Use of Activation Time Based Kalman Filtering in Inverse Problem of Electrocardiography


Aydin U., SERİNAĞAOĞLU DOĞRUSÖZ Y.

4th European Conference of the International Federation for Medical and Biological Engineering (ECIFMBE), Antwerp, Belçika, 23 - 27 Kasım 2008, cilt.22, ss.1200-1203 identifier identifier

  • Cilt numarası: 22
  • Basıldığı Şehir: Antwerp
  • Basıldığı Ülke: Belçika
  • Sayfa Sayıları: ss.1200-1203

Özet

The goal of this study is to solve inverse problem of electrocardiography (ECG) in terms of epicardial potentials using body surface (torso) potential measurements. The problem is ill-posed and regularization must be applied.
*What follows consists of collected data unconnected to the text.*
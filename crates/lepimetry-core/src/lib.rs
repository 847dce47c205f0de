//! Core types and utilities for lepidoptera specimen measurement.
//!
//! Masks arrive as plain boolean grids from the segmentation collaborator.
//! Labeling, dilation and thresholding run on `imageproc` through thin
//! adapters, so callers only ever see [`BinaryMask`] and [`GrayImage`].

mod error;
mod logger;
mod mask;
mod morphology;
mod raster;
mod region;
mod threshold;
mod view;

pub use error::{FailureKind, MaskError};
pub use mask::{BinaryMask, BoundingBox, Pixel};
pub use morphology::dilate;
pub use region::{label_regions, largest_region, regions_by_area, Connectivity, Region};
pub use threshold::otsu_threshold;
pub use view::{GrayImage, RgbImageView};

#[cfg(feature = "tracing")]
pub use logger::init_tracing;

pub use logger::{current_specimen, init_with_level, specimen_scope, SpecimenScope};
//! Ruler preprocessing: binarization and numeral suppression.

use lepimetry_core::{label_regions, otsu_threshold, BinaryMask, Connectivity, GrayImage};

use crate::{RulerError, RulerParams};

/// Binarize a grayscale ruler crop with a global Otsu threshold.
///
/// Bright paper becomes foreground; invert the result to get the ticks.
/// A crop of one gray level (blank paper, a blown-out photo) has no ticks
/// to find and is rejected.
pub fn binarize_ruler(gray: &GrayImage) -> Result<BinaryMask, RulerError> {
    let t = otsu_threshold(gray).ok_or(RulerError::UniformCrop {
        level: gray.data.first().copied().unwrap_or(0),
    })?;
    Ok(gray.threshold_above(t))
}

/// Blank the bounding box of every component that looks like a printed
/// numeral rather than a tick.
///
/// A component is a numeral when its hole-filled area exceeds the mean
/// filled area of all components and its eccentricity is below
/// `params.numeral_eccentricity`. Ticks are thin lines with eccentricity
/// close to 1. Returns a new mask; `ticks` is left untouched.
pub fn remove_numerals(ticks: &BinaryMask, params: &RulerParams) -> Result<BinaryMask, RulerError> {
    let regions = label_regions(ticks, Connectivity::Four);
    if regions.is_empty() {
        return Err(RulerError::NoTicks);
    }

    let filled: Vec<usize> = regions.iter().map(|r| r.filled_area()).collect();
    let mean_filled = filled.iter().sum::<usize>() as f64 / filled.len() as f64;

    let mut out = ticks.clone();
    let mut removed = 0usize;
    for (region, &area) in regions.iter().zip(&filled) {
        if region.eccentricity() < params.numeral_eccentricity && area as f64 > mean_filled {
            let b = region.bbox;
            out.fill_rect(b.min_row..b.max_row, b.min_col..b.max_col, false);
            removed += 1;
        }
    }
    log::debug!(
        "ruler: {} components, {} blanked as numerals",
        regions.len(),
        removed
    );
    Ok(out)
}

#[cfg(test)]
mod tests {
    use super::*;

    #[test]
    fn binarize_splits_two_gray_levels() {
        let gray = GrayImage {
            width: 2,
            height: 3,
            data: vec![1, 2, 1, 2, 1, 1],
        };
        let bin = binarize_ruler(&gray).expect("two levels");
        assert_eq!(bin.data(), &[false, true, false, true, false, false]);
    }

    #[test]
    fn blank_crop_is_rejected() {
        let gray = GrayImage {
            width: 3,
            height: 2,
            data: vec![240; 6],
        };
        let err = binarize_ruler(&gray).unwrap_err();
        assert_eq!(err, RulerError::UniformCrop { level: 240 });
        assert_eq!(err.kind(), lepimetry_core::FailureKind::DetectionFailure);
    }

    #[test]
    fn round_blob_is_removed_and_lines_survive() {
        let mut m = BinaryMask::new(60, 40);
        for x in [2, 6, 10, 14] {
            m.fill_rect(0..30, x..x + 1, true);
        }
        m.fill_rect(5..15, 30..40, true);

        let out = remove_numerals(&m, &RulerParams::default()).expect("components");
        assert_eq!(out.count(), 4 * 30);
        assert!(!out.get(10, 35));
        assert!(out.get(0, 2));
        assert_eq!(m.count(), 4 * 30 + 100);
    }

    #[test]
    fn empty_ruler_has_no_ticks() {
        let err = remove_numerals(&BinaryMask::new(5, 5), &RulerParams::default()).unwrap_err();
        assert!(matches!(err, RulerError::NoTicks));
    }
}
Kalman filter is one of the regularization approaches, which includes both spatial and temporal correlations of epicardial potentials. However, in order to use the Kalman filter, one needs the state transition matrix (STM) that models the time evolution of the epicardial potentials. In inverse ECG literature, STM is either chosen as identity matrix or calculated from true epicardial potentials. The latter approach gives better results, however 1) It yields a matrix equation with a large size. 2) Not realistic. In this study we address the 1(st) shortcoming. Usually epicardial potential in one lead only depends on a limited number of leads; STM entries are close to zero for the remaining leads. In this study, we used simulated torso potentials, and constructed STM from true epicardial potentials. We used three different approaches to reduce the dimension of the problem: epicardial potential at one lead is assumed to be related to 1) Only the leads in its neighborhood, 2) The leads that are activated at around the same time (close activation times), (3) Both the leads with close activation times and its first order neighbors. The STM estimation problem is redefined to calculate only the limited number of related entries; the remaining STM entries are set to zero, hence reducing the problem size. The calculated STM is then used in the Kalman filter to estimate the epicardial potential distribution and later in the Kalman smoother to further reduce errors.